This NYT article on career-switching has interactive visualizations that play with the O*NET data. I can't immediately figure out how -- there's no source code or obvious API on the O*NET side. I wonder how easy it would be to hook to the database, or even scrape it if need be (but that seems silly; there ought to be an interface -- at the same time, that doesn't mean there actually is one). I wonder how we might use this information to think about how to choose new degree programs to start.

For instance, we could look at popular degree programs that cannot possibly accept all of the students that apply, and find skill-adjacent careers to try and expand the number of things students with similar interests can go into (if expanding existing degree programs is not an option). We could screen potential new programs not only by job growth outlook, but by lateral move possibilities - what sorts of degrees will give students the widest range of options if they want to do something different post-graduation, or make it easier to switch majors before graduation? (Engineering degrees are notoriously bad for switching-into from another major, since they require so many specific prerequisite course chains.)
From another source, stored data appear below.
// Wire timestamp format
//
// The service renders all timestamps as naive UTC `YYYY-MM-DDTHH:MM:SS`.

use crate::domain::error::{DomainError, Result};
use chrono::{DateTime, NaiveDateTime, Utc};

/// Format used for every timestamp sent to or received from the service
pub const WIRE_TIMESTAMP_FORMAT: &str = "%Y-%m-%dT%H:%M:%S";

/// Render a timestamp in wire format (sub-second precision is dropped)
pub fn format(ts: &DateTime<Utc>) -> String {
    ts.format(WIRE_TIMESTAMP_FORMAT).to_string()
}

/// Parse a wire timestamp, falling back to RFC 3339
pub fn parse(s: &str) -> Result<DateTime<Utc>> {
    if let Ok(naive) = NaiveDateTime::parse_from_str(s, WIRE_TIMESTAMP_FORMAT) {
        return Ok(naive.and_utc());
    }
    DateTime::parse_from_rfc3339(s)
        .map(|dt| dt.with_timezone(&Utc))
        .map_err(|_| DomainError::InvalidTimestamp(s.to_string()))
}

/// `#[serde(with = "wire")]` for `DateTime<Utc>` fields
pub mod wire {
    use chrono::{DateTime, Utc};
    use serde::{de, Deserialize, Deserializer, Serializer};

    pub fn serialize<S: Serializer>(ts: &DateTime<Utc>, s: S) -> Result<S::Ok, S::Error> {
        s.serialize_str(&super::format(ts))
    }

    pub fn deserialize<'de, D: Deserializer<'de>>(d: D) -> Result<DateTime<Utc>, D::Error> {
        let raw = String::deserialize(d)?;
        super::parse(&raw).map_err(de::Error::custom)
    }
}

/// `#[serde(with = "wire_opt")]` for `Option<DateTime<Utc>>` fields
pub mod wire_opt {
    use chrono::{DateTime, Utc};
    use serde::{de, Deserialize, Deserializer, Serializer};

    pub fn serialize<S: Serializer>(ts: &Option<DateTime<Utc>>, s: S) -> Result<S::Ok, S::Error> {
        match ts {
            Some(ts) => s.serialize_str(&super::format(ts)),
            None => s.serialize_none(),
        }
    }

    pub fn deserialize<'de, D: Deserializer<'de>>(d: D) -> Result<Option<DateTime<Utc>>, D::Error> {
        match Option::<String>::deserialize(d)? {
            Some(raw) => super::parse(&raw).map(Some).map_err(de::Error::custom),
            None => Ok(None),
        }
    }
}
So there's that one question on my mind -- what might we do with this data if we could play with it? And then there's the second question, which is: how might we (on a technical level) play with it?

The O*NET website doesn't have a listed API that I can find. I cannot figure out how to directly query the data, short of going all Ryan Mitchell on it and scraping the heck out of a lot of pages. This seems extremely silly. Maybe I'm missing something. But when Sebastian and I looked (thanks for sanity-checking me, Sebastian!) there wasn't any indication how the NYT piece pulled data from the O*NET database to make the visualizations. We suspect it may be a case of "we threw programmer-hours at the problem" as opposed to "this dataset was easy to manipulate."

So as to not wander down rabbit holes, I've messaged the article authors asking if there's an easy way to learn more about their methodology. And then... onwards, to working on degree program proposals. Ah, research life.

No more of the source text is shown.